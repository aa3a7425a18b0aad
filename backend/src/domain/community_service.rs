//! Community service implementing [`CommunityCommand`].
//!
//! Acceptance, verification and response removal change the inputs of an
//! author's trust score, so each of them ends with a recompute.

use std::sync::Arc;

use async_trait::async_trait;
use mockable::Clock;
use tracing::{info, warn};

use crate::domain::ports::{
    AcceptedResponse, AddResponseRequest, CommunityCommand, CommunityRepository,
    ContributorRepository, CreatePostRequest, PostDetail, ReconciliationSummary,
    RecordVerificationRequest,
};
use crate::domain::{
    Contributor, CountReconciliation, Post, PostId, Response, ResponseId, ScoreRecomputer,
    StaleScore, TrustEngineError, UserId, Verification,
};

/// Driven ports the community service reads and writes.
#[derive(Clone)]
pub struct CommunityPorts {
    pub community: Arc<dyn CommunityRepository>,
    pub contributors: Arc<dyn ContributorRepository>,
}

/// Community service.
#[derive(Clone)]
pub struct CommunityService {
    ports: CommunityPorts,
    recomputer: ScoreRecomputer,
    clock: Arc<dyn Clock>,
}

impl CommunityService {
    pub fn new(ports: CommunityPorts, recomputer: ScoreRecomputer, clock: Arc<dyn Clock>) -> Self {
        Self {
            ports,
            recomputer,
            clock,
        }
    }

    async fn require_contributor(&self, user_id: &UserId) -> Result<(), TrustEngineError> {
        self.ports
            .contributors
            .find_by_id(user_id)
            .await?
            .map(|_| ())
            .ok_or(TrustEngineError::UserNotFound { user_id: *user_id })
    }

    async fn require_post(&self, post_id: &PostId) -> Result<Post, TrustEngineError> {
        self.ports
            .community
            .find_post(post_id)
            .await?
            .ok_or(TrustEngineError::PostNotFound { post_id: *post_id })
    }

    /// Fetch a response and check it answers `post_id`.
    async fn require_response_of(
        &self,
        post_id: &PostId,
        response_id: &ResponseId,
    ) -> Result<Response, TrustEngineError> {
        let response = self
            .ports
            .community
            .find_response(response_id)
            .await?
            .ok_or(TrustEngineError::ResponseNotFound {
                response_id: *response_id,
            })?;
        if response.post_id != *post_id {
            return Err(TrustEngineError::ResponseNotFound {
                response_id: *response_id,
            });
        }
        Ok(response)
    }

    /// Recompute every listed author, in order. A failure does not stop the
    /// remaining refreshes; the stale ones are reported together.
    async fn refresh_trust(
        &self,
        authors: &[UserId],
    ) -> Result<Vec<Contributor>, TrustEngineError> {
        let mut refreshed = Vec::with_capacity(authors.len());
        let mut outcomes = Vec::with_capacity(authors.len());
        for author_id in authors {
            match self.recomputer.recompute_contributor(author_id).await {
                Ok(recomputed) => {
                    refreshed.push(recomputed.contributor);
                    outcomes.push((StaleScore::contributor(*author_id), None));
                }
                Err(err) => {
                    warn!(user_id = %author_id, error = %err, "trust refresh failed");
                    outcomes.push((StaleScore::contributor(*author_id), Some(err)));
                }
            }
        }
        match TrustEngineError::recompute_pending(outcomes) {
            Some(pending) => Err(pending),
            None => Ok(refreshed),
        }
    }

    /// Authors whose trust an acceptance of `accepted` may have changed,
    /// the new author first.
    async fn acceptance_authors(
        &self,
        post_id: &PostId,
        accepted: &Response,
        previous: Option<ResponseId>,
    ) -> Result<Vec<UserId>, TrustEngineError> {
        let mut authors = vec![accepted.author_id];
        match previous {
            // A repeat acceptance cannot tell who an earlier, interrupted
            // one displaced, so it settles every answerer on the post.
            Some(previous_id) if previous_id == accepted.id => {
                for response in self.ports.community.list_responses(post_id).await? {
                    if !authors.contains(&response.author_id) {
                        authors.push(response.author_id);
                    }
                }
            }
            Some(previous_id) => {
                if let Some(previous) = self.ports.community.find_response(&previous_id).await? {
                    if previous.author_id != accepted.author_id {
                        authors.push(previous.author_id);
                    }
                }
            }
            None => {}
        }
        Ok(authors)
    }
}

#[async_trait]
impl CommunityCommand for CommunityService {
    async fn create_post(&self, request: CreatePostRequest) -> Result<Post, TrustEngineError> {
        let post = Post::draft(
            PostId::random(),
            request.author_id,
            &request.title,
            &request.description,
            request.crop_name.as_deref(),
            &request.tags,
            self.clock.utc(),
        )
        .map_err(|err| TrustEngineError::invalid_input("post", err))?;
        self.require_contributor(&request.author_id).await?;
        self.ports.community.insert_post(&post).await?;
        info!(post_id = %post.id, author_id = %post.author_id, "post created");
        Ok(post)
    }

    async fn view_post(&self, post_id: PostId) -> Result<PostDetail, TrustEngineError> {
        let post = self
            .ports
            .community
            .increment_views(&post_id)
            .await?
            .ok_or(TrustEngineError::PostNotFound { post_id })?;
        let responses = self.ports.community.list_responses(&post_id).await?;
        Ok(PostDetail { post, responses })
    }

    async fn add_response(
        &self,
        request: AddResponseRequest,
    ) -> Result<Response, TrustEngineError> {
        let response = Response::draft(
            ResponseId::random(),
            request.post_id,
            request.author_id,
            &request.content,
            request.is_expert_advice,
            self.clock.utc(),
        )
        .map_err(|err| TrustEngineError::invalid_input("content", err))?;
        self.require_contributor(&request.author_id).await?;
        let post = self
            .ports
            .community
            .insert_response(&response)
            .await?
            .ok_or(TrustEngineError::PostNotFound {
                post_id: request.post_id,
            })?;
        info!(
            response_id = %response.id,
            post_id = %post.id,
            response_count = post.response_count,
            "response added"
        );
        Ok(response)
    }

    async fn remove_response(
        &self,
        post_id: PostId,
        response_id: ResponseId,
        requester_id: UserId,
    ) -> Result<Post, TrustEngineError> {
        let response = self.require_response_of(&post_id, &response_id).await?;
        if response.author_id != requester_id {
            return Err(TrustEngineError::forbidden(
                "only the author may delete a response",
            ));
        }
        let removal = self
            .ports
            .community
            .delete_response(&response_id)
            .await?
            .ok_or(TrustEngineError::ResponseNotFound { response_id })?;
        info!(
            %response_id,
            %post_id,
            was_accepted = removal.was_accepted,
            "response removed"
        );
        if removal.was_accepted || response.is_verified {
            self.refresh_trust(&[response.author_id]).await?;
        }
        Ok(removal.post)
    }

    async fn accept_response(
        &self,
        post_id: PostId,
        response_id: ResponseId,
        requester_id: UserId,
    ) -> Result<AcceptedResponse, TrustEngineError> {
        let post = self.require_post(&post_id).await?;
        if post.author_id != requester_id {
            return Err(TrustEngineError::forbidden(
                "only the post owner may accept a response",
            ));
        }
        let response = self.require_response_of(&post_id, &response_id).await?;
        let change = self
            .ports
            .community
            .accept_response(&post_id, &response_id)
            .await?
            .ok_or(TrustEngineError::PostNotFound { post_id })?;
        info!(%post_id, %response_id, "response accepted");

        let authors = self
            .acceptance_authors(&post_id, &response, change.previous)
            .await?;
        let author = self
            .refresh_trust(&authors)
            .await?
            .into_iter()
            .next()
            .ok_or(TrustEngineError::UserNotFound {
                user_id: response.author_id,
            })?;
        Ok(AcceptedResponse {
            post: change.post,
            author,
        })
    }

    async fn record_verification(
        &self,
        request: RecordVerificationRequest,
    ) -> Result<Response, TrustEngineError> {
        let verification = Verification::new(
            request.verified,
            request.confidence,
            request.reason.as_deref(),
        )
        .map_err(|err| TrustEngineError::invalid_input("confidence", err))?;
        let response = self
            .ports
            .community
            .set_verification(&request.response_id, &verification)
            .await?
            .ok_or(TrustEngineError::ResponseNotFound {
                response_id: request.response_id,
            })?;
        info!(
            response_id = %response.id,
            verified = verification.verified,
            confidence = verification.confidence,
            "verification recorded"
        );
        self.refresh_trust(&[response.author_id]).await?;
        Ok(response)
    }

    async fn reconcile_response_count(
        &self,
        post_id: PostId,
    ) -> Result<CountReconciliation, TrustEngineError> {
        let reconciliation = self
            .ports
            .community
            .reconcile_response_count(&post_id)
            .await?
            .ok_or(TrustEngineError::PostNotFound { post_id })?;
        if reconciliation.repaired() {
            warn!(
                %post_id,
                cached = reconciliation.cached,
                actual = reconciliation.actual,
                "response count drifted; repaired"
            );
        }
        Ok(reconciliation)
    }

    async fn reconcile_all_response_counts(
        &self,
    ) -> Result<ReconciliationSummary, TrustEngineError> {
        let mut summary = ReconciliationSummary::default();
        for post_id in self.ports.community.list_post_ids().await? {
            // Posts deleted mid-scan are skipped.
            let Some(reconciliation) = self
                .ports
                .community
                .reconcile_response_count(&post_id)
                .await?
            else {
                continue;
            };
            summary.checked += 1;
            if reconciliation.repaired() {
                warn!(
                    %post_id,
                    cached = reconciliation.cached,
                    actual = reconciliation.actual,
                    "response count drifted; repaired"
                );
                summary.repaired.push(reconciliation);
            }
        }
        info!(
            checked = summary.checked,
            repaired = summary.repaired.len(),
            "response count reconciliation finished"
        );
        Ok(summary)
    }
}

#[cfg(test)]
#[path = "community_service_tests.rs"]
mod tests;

______________________________

Work to be completed
Every line of the data above that contains the word "checked" should be counted; please give the total alone.

The completed task
2